*** Data to process Section Begins ***

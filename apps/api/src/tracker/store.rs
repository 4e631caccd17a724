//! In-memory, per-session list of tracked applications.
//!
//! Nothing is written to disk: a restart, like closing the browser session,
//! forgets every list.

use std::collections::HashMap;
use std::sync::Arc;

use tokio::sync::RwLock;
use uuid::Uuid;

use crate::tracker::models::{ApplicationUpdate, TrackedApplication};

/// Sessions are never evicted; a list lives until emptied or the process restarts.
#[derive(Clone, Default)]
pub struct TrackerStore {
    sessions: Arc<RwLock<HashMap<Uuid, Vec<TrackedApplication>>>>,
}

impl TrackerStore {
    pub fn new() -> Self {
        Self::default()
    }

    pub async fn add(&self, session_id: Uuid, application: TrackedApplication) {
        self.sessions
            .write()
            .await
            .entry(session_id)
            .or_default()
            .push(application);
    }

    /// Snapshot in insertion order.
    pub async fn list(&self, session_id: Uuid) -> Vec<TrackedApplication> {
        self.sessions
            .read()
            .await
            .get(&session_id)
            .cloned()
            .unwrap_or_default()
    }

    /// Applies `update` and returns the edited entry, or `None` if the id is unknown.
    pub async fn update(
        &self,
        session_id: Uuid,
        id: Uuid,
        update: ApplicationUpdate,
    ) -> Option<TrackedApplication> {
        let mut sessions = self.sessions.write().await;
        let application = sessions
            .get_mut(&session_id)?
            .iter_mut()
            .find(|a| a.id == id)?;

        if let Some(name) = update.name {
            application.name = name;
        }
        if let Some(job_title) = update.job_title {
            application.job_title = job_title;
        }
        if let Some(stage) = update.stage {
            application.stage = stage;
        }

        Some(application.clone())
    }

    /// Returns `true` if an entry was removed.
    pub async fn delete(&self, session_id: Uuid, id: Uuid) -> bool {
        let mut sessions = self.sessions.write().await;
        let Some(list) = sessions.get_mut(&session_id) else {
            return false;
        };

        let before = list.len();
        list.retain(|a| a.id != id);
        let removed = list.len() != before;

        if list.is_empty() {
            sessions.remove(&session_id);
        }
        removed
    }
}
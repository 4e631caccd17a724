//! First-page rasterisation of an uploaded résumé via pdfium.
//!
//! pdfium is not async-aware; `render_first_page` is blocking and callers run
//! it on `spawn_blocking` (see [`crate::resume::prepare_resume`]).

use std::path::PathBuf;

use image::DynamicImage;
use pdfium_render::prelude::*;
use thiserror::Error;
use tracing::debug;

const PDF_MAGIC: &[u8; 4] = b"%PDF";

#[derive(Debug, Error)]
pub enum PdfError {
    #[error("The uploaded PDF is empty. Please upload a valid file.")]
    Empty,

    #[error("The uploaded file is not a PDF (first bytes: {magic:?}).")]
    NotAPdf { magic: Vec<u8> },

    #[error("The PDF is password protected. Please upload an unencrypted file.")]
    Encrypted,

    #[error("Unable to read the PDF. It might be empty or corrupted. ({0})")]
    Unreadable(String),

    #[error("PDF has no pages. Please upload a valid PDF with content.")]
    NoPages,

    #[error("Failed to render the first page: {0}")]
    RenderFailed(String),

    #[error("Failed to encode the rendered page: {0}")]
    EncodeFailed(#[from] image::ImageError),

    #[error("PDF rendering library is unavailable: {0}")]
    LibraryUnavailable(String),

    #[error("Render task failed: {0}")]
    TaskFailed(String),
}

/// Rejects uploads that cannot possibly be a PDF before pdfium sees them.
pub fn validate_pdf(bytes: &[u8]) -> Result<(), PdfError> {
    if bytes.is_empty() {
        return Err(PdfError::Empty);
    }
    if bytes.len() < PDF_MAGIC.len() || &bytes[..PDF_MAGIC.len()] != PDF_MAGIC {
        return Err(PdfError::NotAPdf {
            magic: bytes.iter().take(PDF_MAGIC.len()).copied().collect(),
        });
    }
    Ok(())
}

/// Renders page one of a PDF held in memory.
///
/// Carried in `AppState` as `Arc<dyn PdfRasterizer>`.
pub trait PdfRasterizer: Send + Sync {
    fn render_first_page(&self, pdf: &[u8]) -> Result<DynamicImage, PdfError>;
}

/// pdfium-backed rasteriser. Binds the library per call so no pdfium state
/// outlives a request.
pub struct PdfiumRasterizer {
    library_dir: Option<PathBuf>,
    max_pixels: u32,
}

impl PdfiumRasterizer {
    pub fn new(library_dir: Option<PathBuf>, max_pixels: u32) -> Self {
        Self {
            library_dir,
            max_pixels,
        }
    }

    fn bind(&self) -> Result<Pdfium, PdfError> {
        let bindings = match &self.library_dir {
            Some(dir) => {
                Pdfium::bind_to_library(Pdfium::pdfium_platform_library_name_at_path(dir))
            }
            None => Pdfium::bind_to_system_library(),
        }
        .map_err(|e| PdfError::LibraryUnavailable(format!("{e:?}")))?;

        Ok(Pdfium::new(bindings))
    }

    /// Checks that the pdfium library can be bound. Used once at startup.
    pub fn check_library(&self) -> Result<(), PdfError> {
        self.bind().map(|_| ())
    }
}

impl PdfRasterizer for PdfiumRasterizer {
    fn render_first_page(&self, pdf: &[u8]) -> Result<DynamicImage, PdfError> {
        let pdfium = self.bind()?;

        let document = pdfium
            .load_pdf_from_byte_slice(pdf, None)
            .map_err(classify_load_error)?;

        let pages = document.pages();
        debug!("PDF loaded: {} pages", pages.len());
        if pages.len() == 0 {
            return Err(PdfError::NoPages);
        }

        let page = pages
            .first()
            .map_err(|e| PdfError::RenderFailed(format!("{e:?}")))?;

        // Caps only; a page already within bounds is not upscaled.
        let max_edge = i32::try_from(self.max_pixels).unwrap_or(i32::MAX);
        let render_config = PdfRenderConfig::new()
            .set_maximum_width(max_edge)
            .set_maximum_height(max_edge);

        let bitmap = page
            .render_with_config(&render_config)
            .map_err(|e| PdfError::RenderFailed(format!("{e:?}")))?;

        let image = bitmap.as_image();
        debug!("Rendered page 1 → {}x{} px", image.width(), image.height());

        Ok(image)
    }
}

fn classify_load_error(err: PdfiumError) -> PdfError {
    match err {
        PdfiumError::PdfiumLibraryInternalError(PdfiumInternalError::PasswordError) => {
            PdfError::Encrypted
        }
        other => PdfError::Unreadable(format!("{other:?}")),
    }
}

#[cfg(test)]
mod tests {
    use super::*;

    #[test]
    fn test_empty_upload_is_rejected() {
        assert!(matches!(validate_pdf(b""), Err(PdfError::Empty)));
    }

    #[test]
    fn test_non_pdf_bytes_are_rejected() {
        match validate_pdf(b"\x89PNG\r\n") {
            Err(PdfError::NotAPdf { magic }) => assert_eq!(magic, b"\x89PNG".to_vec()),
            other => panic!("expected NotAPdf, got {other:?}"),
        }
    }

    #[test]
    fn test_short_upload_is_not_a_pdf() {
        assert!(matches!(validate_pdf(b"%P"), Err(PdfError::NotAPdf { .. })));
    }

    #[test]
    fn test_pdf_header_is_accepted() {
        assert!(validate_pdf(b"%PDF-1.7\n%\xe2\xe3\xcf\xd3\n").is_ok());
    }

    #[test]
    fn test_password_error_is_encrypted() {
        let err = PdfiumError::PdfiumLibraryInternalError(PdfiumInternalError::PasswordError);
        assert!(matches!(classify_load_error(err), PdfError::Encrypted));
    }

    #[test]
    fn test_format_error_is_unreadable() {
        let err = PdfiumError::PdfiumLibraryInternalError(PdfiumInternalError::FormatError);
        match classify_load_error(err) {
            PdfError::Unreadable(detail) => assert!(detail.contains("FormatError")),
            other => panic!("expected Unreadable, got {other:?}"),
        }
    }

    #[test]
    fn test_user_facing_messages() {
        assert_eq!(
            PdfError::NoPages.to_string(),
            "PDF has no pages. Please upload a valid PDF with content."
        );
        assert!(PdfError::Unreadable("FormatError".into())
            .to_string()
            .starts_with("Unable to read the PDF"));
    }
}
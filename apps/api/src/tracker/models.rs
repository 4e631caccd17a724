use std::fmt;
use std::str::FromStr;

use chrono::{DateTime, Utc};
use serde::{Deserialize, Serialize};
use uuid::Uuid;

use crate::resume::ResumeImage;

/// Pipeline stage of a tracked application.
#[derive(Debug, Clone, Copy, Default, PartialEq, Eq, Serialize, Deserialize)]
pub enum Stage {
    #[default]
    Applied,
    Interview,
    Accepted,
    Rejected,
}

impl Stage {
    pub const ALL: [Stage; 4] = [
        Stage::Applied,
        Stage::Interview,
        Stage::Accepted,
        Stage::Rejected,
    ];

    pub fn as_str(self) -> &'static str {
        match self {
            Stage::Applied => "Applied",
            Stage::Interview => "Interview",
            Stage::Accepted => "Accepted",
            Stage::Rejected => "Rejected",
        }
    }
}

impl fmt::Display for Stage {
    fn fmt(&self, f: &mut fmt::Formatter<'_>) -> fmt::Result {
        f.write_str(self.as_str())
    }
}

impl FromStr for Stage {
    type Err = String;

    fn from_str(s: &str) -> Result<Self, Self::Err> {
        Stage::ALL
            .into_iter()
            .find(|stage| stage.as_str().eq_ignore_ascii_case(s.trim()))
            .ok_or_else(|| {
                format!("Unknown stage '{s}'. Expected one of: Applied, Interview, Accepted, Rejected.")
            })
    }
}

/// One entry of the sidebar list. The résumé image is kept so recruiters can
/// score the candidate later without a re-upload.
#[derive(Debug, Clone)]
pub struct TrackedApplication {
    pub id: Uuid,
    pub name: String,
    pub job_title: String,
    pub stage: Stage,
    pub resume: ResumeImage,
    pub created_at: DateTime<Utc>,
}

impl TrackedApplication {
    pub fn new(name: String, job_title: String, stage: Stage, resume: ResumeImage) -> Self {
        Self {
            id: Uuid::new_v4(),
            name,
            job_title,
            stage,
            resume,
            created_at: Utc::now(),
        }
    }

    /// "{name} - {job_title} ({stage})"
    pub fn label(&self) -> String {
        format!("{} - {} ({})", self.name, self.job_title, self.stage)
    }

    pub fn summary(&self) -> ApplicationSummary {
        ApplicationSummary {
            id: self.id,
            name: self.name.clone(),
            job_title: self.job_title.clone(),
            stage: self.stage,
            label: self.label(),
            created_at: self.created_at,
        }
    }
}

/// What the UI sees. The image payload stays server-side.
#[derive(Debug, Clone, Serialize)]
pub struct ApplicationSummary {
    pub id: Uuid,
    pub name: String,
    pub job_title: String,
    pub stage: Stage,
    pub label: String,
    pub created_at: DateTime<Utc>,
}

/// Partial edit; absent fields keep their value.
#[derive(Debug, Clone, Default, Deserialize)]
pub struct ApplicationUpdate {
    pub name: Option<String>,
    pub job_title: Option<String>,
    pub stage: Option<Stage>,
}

*** Data to process Section Ends ***
*** Data to process Section Begins ***

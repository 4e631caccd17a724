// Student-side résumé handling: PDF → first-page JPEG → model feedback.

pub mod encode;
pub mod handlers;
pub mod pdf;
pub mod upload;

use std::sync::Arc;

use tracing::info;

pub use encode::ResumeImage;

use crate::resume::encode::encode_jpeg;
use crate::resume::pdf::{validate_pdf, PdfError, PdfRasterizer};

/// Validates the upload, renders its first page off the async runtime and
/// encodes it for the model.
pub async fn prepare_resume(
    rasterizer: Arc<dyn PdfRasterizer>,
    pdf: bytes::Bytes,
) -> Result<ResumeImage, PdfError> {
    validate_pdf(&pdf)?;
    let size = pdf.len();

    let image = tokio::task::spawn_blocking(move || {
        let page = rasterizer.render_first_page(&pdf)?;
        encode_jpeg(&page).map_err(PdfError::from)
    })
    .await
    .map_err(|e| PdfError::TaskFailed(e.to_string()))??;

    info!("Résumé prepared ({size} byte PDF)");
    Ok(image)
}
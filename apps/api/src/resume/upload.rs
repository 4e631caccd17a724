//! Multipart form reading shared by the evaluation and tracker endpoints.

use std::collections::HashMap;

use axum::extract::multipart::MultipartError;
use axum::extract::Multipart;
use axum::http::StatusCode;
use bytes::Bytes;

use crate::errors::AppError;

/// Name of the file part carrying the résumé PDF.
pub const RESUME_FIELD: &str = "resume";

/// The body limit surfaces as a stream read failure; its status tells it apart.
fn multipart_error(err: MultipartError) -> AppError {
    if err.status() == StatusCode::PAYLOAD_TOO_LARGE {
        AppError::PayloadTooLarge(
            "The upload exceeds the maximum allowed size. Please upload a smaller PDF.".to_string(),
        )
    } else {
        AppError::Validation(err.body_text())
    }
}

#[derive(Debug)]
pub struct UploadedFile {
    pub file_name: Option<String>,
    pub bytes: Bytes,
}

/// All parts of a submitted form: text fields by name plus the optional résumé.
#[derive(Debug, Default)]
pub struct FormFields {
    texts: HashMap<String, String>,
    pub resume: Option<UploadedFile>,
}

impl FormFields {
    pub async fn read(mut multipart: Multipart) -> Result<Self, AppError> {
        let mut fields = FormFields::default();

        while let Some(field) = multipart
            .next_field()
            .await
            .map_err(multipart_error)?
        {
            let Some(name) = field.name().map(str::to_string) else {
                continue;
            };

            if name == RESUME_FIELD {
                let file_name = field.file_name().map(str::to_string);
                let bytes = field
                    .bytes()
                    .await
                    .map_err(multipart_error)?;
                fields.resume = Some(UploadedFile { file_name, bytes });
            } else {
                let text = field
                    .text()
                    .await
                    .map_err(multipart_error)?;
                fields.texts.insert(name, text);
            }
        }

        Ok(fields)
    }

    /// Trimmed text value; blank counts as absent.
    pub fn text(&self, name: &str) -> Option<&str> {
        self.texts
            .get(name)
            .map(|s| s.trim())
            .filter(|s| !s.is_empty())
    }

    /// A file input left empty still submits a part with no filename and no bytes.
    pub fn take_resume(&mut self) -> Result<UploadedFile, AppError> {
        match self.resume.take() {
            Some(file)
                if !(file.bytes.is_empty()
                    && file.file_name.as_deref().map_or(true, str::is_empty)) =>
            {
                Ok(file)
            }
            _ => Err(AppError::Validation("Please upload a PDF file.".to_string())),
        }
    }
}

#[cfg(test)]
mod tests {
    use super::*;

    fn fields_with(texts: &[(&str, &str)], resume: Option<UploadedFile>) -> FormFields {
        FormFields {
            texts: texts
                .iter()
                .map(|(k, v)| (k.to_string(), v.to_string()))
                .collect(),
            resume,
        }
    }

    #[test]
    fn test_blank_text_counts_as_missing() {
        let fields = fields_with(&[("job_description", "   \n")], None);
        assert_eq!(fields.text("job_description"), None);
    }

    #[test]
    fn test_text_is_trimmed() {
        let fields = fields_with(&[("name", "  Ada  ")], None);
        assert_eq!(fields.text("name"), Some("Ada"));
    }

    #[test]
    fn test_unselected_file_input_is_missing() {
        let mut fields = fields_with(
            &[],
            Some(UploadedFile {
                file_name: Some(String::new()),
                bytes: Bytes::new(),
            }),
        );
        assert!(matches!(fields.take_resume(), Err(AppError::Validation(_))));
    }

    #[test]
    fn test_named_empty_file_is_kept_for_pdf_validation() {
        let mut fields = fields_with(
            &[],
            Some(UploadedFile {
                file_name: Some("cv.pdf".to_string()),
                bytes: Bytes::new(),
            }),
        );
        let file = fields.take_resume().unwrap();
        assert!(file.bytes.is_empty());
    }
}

*** Data to process Section Ends ***
*** Data to process Section Begins ***

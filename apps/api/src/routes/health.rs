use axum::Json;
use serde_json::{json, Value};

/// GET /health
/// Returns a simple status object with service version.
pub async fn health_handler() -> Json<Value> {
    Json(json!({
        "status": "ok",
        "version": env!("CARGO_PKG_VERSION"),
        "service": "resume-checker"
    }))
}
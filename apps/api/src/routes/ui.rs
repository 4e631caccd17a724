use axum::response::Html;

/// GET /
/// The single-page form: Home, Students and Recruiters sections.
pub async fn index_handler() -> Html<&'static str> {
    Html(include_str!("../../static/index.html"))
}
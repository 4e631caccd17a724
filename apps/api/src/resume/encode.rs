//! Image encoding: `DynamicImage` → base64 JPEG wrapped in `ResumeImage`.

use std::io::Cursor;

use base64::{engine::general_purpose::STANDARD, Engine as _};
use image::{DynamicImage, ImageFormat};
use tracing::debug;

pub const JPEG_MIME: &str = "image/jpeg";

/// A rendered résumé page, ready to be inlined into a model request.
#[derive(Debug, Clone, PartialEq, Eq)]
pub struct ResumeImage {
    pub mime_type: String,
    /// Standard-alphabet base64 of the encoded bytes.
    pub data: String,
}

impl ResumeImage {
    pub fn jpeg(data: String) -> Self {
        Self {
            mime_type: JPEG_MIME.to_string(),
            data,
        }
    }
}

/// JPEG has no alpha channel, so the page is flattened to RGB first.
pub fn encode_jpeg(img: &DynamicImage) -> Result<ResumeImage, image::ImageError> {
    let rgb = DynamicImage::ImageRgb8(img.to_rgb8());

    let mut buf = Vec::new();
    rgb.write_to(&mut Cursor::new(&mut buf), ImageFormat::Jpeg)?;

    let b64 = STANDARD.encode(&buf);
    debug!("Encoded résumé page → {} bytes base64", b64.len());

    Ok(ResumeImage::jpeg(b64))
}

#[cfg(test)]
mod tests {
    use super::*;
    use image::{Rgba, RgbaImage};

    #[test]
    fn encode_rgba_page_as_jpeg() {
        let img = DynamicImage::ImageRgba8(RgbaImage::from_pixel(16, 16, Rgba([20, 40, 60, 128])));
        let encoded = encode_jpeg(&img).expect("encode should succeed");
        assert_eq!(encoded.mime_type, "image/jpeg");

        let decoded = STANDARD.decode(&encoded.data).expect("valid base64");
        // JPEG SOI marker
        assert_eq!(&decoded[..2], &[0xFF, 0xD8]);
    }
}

*** Data to process Section Ends ***

▶ What is required
Lines in the records above that carry the word "routes" are to be located and copied.

▶ Response area
filename apps/api/src/routes/health.rs
filename apps/api/src/routes/ui.rs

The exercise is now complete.